Pour ces derniers comme pour les systèmes bovins laitiers, le seul bémol concerne les élevages situés en zone défavorisée. Dans ces systèmes, la revalorisation de l’ICHN ne compense pas toujours la perte de la PHAE. Cette revalorisation pourrait néanmoins favoriser les polyculteurs-éleveurs de ces zones : dans les exploitations laitières avec des cultures de vente, le niveau de paiements découplés est généralement élevé. L’effet de la convergence pourrait être annulé par le versement et la revalorisation de l’ICHN.
En zone de montagne, les systèmes ovins et caprins bénéficient à plein des effets de la réforme.

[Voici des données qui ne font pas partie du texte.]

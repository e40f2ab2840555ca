//! Product Catalog Dashboard
//!
//! CLI for managing a product catalog over its REST backend: list with
//! local filtering, show, add, edit and delete products.

use clap::{Parser, Subcommand};
use domain_catalog::{
    AvailabilityFilter, CatalogService, DraftProduct, ProductFilter, RestCatalogClient,
};
use eyre::{Result, WrapErr};
use uuid::Uuid;

mod commands;
mod config;
mod telemetry;

use config::Config;

#[derive(Parser)]
#[command(name = "dashboard")]
#[command(about = "Manage a product catalog over its REST backend")]
struct Cli {
    #[command(subcommand)]
    command: Commands,
}

#[derive(Subcommand)]
enum Commands {
    /// List the catalog, narrowed by locally applied filters
    List {
        /// Inclusive lower price bound
        #[arg(long)]
        min_price: Option<f64>,

        /// Inclusive upper price bound
        #[arg(long)]
        max_price: Option<f64>,

        /// Case-insensitive category substring
        #[arg(long)]
        category: Option<String>,

        /// any, available or unavailable
        #[arg(long, default_value = "any")]
        availability: String,
    },

    /// Show a single product
    Show { id: Uuid },

    /// Add a product
    Add {
        #[arg(long, default_value = "")]
        name: String,

        #[arg(long, default_value = "")]
        price: String,

        #[arg(long, default_value = "")]
        category: String,

        #[arg(long, default_value = "")]
        description: String,

        /// Mark the product as not available for sale
        #[arg(long)]
        unavailable: bool,
    },

    /// Edit an existing product (only the provided fields change)
    Edit {
        id: Uuid,

        #[arg(long)]
        name: Option<String>,

        #[arg(long)]
        price: Option<String>,

        #[arg(long)]
        category: Option<String>,

        #[arg(long)]
        description: Option<String>,

        #[arg(long)]
        available: Option<bool>,
    },

    /// Delete a product
    Delete {
        id: Uuid,

        /// Skip the confirmation prompt
        #[arg(short, long)]
        yes: bool,
    },
}

#[tokio::main]
async fn main() -> Result<()> {
    telemetry::install_color_eyre();

    let config = Config::from_env()?;
    telemetry::init_tracing(&config.environment);

    let cli = Cli::parse();

    let http = reqwest::Client::builder()
        .timeout(config.api.timeout)
        .build()?;
    let client = RestCatalogClient::with_client(http, &config.api.base_url);
    let service = CatalogService::new(client);

    match cli.command {
        Commands::List {
            min_price,
            max_price,
            category,
            availability,
        } => {
            let availability: AvailabilityFilter = availability
                .parse()
                .wrap_err("availability must be any, available or unavailable")?;
            let filter = ProductFilter {
                min_price,
                max_price,
                category,
                availability,
            };
            commands::list(&service, filter).await
        }

        Commands::Show { id } => commands::show(&service, id).await,

        Commands::Add {
            name,
            price,
            category,
            description,
            unavailable,
        } => {
            let draft = DraftProduct {
                name,
                price,
                category,
                description,
                available: !unavailable,
            };
            commands::add(&service, draft).await
        }

        Commands::Edit {
            id,
            name,
            price,
            category,
            description,
            available,
        } => commands::edit(&service, id, name, price, category, description, available).await,

        Commands::Delete { id, yes } => commands::delete(&service, id, yes).await,
    }
}
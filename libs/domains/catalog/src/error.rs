use thiserror::Error;
use uuid::Uuid;

use crate::validate::FieldErrors;

#[derive(Debug, Error)]
pub enum CatalogError {
    #[error("Product not found: {0}")]
    NotFound(Uuid),

    #[error("Invalid product: {0}")]
    Validation(FieldErrors),

    #[error("Backend rejected the request ({status}): {message}")]
    Api { status: u16, message: String },

    #[error("Request failed: {0}")]
    Transport(#[from] reqwest::Error),

    #[error("Unexpected response body: {0}")]
    Decode(String),
}

pub type CatalogResult<T> = Result<T, CatalogError>;

impl CatalogError {
    /// The single human-readable message the form or dialog displays after
    /// a failed remote call
    pub fn display_message(&self) -> String {
        match self {
            CatalogError::Api { message, .. } => message.clone(),
            CatalogError::Validation(errors) => errors.to_string(),
            other => other.to_string(),
        }
    }

    /// Field errors when this is a validation failure
    pub fn field_errors(&self) -> Option<&FieldErrors> {
        match self {
            CatalogError::Validation(errors) => Some(errors),
            _ => None,
        }
    }
}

Les systèmes ovins laitiers sont très nettement représentés en zone de montagne : avec 84 % des élevages de brebis laitières localisés en zones de montagne et de haute montagne (94 % en ajoutant les zones de piémont), la revalorisation des ICHN devrait contribuer pour plus de la moitié à l’augmentation du montant total des aides.
Dans les Pyrénées-Atlantiques, un peu plus de deux éleveurs sur trois envoient leurs troupeaux sur des estives collectives d’altitude et, dans le bassin de Roquefort, près d’un éleveur sur deux, localisé en zone de Causses, dispose de parcours. La prise en compte de ces surfaces pastorales dans celles qui sont éligibles aux paiements découplés entraîne, dans le cadre de la convergence, une augmentation plus ou moins importante des aides découplées : + 2 900 €/UMO en 2019 pour le système transhumant de la montagne basque et + 7 500 €/UMO pour le système spécialisé avec parcours du bassin de Roquefort. Mais l’évolution récente des règles d’admissibilité, avec la mise en place de coefficients pour les prairies et les pâturages permanents afin de déterminer leur surface prise en compte, devrait limiter cette hausse.
Ce constat est à nuancer pour les exploitations situées en zone plus fourragère : dans le Ségala et sur les coteaux du Pays basque, un moindre effet de la convergence peut être attendu pour les deux systèmes étudiés. L’augmentation des aides découplées serait proche de 1 000 €/UMO au terme de la réforme.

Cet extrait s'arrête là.